Source records
====
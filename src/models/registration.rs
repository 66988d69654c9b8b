// SPDX-License-Identifier: MIT

//! Registration and per-event slot occupancy models.

use serde::{Deserialize, Serialize};
use std::collections::HashMap;

/// Maximum players per team slot.
pub const SLOT_CAPACITY: u32 = 4;

/// A user's registration in a numbered team slot of an event.
///
/// The document ID is `{uid}_{event_id}`, so a user can never hold two
/// registrations for the same event.
#[derive(Debug, Clone, PartialEq, Eq, Serialize, Deserialize)]
pub struct Registration {
    /// Document ID, injected by the Firestore client on reads and never
    /// stored in the document body
    #[serde(alias = "_firestore_id", default, skip_serializing)]
    pub id: String,
    pub user_id: String,
    pub user_email: String,
    pub event_id: String,
    /// Team slot number, 1-based
    pub slot: u32,
    pub team_name: String,
    /// Final ranking, assigned by an admin after the tournament
    pub position: Option<u32>,
    pub registered_at: String,
    pub updated_at: Option<String>,
}

impl Registration {
    /// Deterministic document ID for a (user, event) pair.
    pub fn doc_id(uid: &str, event_id: &str) -> String {
        format!("{}_{}", uid, event_id)
    }

    pub fn new(
        uid: &str,
        user_email: &str,
        event_id: &str,
        slot: u32,
        registered_at: String,
    ) -> Self {
        Self {
            id: Self::doc_id(uid, event_id),
            user_id: uid.to_string(),
            user_email: user_email.to_string(),
            event_id: event_id.to_string(),
            slot,
            team_name: format!("Team {}", slot),
            position: None,
            registered_at,
            updated_at: None,
        }
    }
}

/// Per-event slot occupancy aggregate, keyed by event ID.
///
/// Maintained in the same transaction as every registration write, so a
/// capacity check against this document cannot race a concurrent insert.
/// Map keys are slot numbers as strings (Firestore map keys are strings).
#[derive(Debug, Clone, Default, Serialize, Deserialize)]
pub struct SlotCounts {
    pub event_id: String,
    #[serde(default)]
    pub counts: HashMap<String, u32>,
    /// Total registrations across all slots
    #[serde(default)]
    pub total: u32,
    #[serde(default)]
    pub updated_at: String,
}

impl SlotCounts {
    pub fn new(event_id: &str) -> Self {
        Self {
            event_id: event_id.to_string(),
            ..Default::default()
        }
    }

    /// Current occupancy of a slot number.
    pub fn occupancy(&self, slot: u32) -> u32 {
        self.counts.get(&slot.to_string()).copied().unwrap_or(0)
    }

    /// Slot numbers in `[1, total_slots]` that still have room.
    pub fn available_slots(&self, total_slots: u32) -> Vec<u32> {
        (1..=total_slots)
            .filter(|s| self.occupancy(*s) < SLOT_CAPACITY)
            .collect()
    }

    /// Whether a slot number is valid for the event and has room.
    pub fn has_room(&self, slot: u32, total_slots: u32) -> bool {
        slot >= 1 && slot <= total_slots && self.occupancy(slot) < SLOT_CAPACITY
    }

    /// Record one registration in a slot.
    pub fn record(&mut self, slot: u32, now: &str) {
        *self.counts.entry(slot.to_string()).or_insert(0) += 1;
        self.total += 1;
        self.updated_at = now.to_string();
    }

    /// Remove one registration from a slot (admin deletion).
    pub fn remove(&mut self, slot: u32, now: &str) {
        let key = slot.to_string();
        if let Some(count) = self.counts.get_mut(&key) {
            *count = count.saturating_sub(1);
            if *count == 0 {
                self.counts.remove(&key);
            }
            self.total = self.total.saturating_sub(1);
        }
        self.updated_at = now.to_string();
    }
}

#[cfg(test)]
mod tests {
    use super::*;

    const NOW: &str = "2026-08-01T00:00:00Z";

    #[test]
    fn test_doc_id_is_user_event_pair() {
        assert_eq!(Registration::doc_id("u1", "e9"), "u1_e9");
    }

    #[test]
    fn test_default_team_name_follows_slot() {
        let reg = Registration::new("u1", "u1@example.com", "e1", 3, NOW.to_string());
        assert_eq!(reg.team_name, "Team 3");
        assert!(reg.position.is_none());
    }

    #[test]
    fn test_slot_fills_at_capacity() {
        let mut counts = SlotCounts::new("e1");
        for _ in 0..SLOT_CAPACITY {
            assert!(counts.has_room(1, 2));
            counts.record(1, NOW);
        }

        // Slot 1 now holds 4 players and is excluded from availability
        assert!(!counts.has_room(1, 2));
        assert_eq!(counts.available_slots(2), vec![2]);
        assert_eq!(counts.total, SLOT_CAPACITY);
    }

    #[test]
    fn test_all_slots_full() {
        let mut counts = SlotCounts::new("e1");
        for slot in 1..=2 {
            for _ in 0..SLOT_CAPACITY {
                counts.record(slot, NOW);
            }
        }
        assert!(counts.available_slots(2).is_empty());
    }

    #[test]
    fn test_slot_outside_event_range_has_no_room() {
        let counts = SlotCounts::new("e1");
        assert!(!counts.has_room(0, 2));
        assert!(!counts.has_room(3, 2));
        assert!(counts.has_room(2, 2));
    }

    #[test]
    fn test_remove_frees_slot() {
        let mut counts = SlotCounts::new("e1");
        for _ in 0..SLOT_CAPACITY {
            counts.record(1, NOW);
        }
        assert!(!counts.has_room(1, 1));

        counts.remove(1, NOW);
        assert!(counts.has_room(1, 1));
        assert_eq!(counts.total, 3);
    }

    #[test]
    fn test_remove_from_empty_slot_is_noop() {
        let mut counts = SlotCounts::new("e1");
        counts.remove(1, NOW);
        assert_eq!(counts.total, 0);
        assert_eq!(counts.occupancy(1), 0);
    }
}
// SPDX-License-Identifier: MIT

//! Shared helpers for date/time formatting.

use chrono::{DateTime, SecondsFormat, Utc};

/// Format a UTC timestamp as RFC3339 using a `Z` suffix.
pub fn format_utc_rfc3339(date: DateTime<Utc>) -> String {
    date.to_rfc3339_opts(SecondsFormat::Secs, true)
}

/// Current UTC time as an RFC3339 string, the format used for all
/// stored timestamps.
pub fn now_rfc3339() -> String {
    format_utc_rfc3339(Utc::now())
}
====
Wherever the string "const" is found in the entries, copy the line it sits in.

### [REPLY TO THE EXERCISE]
pub const SLOT_CAPACITY: u32 = 4;
    const NOW: &str = "2026-08-01T00:00:00Z";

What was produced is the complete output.